* [WORK ITEM]
Set down exactly the first line of the entries and every line after it, through the line with "capability; reject seek/write/length".

(Stored items)

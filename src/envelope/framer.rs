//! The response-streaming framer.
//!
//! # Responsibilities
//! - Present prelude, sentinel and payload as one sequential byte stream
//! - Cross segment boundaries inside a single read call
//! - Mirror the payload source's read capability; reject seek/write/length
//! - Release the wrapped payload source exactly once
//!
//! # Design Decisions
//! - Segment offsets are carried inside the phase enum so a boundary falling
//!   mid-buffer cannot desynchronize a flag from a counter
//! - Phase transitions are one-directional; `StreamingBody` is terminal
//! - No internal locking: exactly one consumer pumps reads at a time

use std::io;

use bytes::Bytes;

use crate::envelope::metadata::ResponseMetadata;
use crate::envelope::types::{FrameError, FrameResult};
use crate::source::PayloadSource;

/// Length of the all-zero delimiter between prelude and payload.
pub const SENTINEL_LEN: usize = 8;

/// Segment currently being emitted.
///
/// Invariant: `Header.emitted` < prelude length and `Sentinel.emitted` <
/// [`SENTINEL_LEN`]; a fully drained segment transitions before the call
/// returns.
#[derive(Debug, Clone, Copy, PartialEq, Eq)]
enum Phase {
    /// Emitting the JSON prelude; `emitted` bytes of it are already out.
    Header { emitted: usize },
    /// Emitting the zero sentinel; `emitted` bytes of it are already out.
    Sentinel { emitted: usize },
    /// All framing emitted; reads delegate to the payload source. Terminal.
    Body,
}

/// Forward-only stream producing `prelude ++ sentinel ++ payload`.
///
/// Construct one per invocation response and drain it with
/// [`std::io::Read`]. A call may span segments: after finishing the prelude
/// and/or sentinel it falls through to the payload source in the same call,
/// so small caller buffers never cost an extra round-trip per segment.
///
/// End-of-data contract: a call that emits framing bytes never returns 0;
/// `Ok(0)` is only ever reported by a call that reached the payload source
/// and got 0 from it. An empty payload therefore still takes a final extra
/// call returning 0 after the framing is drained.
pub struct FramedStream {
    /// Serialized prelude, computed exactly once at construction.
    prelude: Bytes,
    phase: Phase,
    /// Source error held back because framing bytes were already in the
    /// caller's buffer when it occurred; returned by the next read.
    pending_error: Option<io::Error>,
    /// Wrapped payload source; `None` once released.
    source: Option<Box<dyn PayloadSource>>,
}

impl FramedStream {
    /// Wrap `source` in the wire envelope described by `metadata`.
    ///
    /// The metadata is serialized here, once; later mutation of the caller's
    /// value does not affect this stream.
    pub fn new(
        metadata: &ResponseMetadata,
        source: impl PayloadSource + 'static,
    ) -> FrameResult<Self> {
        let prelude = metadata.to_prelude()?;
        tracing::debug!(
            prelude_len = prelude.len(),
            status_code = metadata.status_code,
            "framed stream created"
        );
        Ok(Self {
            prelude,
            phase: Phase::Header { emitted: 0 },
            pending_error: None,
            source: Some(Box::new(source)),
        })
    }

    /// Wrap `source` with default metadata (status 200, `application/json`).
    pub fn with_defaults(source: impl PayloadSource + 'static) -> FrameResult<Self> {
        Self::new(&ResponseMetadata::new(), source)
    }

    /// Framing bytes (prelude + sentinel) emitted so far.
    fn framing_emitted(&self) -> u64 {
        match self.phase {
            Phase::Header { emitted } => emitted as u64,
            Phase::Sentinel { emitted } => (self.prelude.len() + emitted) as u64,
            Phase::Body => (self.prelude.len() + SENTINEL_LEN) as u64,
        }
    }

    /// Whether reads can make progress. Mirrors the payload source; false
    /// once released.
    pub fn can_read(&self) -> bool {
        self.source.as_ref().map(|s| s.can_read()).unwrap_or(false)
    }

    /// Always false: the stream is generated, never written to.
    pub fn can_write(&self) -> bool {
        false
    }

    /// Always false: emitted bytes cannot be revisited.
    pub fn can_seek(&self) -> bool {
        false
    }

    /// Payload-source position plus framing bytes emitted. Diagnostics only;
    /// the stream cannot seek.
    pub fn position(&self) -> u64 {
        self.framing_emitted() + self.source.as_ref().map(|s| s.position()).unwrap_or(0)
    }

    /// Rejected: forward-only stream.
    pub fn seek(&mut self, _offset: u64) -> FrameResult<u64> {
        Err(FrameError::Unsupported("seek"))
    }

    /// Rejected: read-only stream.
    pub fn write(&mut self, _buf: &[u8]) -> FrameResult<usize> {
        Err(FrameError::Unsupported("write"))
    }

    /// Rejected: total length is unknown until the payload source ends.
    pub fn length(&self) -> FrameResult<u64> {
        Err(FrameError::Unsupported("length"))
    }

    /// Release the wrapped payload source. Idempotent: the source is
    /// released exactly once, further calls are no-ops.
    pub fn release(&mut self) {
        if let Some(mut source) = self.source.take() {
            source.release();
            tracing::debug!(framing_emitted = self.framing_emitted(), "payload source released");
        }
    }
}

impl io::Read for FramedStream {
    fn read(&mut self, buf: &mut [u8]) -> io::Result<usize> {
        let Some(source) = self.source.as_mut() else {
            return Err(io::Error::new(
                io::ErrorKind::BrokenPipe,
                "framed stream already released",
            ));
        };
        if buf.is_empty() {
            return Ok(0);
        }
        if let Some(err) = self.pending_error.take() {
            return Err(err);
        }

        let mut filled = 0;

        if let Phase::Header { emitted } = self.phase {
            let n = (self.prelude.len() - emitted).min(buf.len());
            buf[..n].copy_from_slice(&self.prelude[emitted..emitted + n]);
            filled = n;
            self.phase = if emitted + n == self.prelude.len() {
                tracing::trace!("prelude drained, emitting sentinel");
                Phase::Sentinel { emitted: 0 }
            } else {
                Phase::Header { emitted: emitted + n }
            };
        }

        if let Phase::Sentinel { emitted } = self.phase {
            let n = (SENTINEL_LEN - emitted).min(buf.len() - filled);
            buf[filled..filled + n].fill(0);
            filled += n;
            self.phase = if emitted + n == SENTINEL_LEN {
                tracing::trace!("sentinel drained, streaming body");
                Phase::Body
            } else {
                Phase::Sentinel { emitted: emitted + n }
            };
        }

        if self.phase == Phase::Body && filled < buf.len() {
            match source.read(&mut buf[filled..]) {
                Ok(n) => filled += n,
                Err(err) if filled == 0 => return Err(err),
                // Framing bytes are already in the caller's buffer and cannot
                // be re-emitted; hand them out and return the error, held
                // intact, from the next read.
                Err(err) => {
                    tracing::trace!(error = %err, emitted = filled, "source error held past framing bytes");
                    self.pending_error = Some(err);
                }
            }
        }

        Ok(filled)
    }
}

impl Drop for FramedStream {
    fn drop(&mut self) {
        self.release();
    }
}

* [PROBLEM SOLUTION]
filename src/envelope/framer.rs
//! The response-streaming framer.
//!
//! # Responsibilities
//! - Present prelude, sentinel and payload as one sequential byte stream
//! - Cross segment boundaries inside a single read call
//! - Mirror the payload source's read capability; reject seek/write/length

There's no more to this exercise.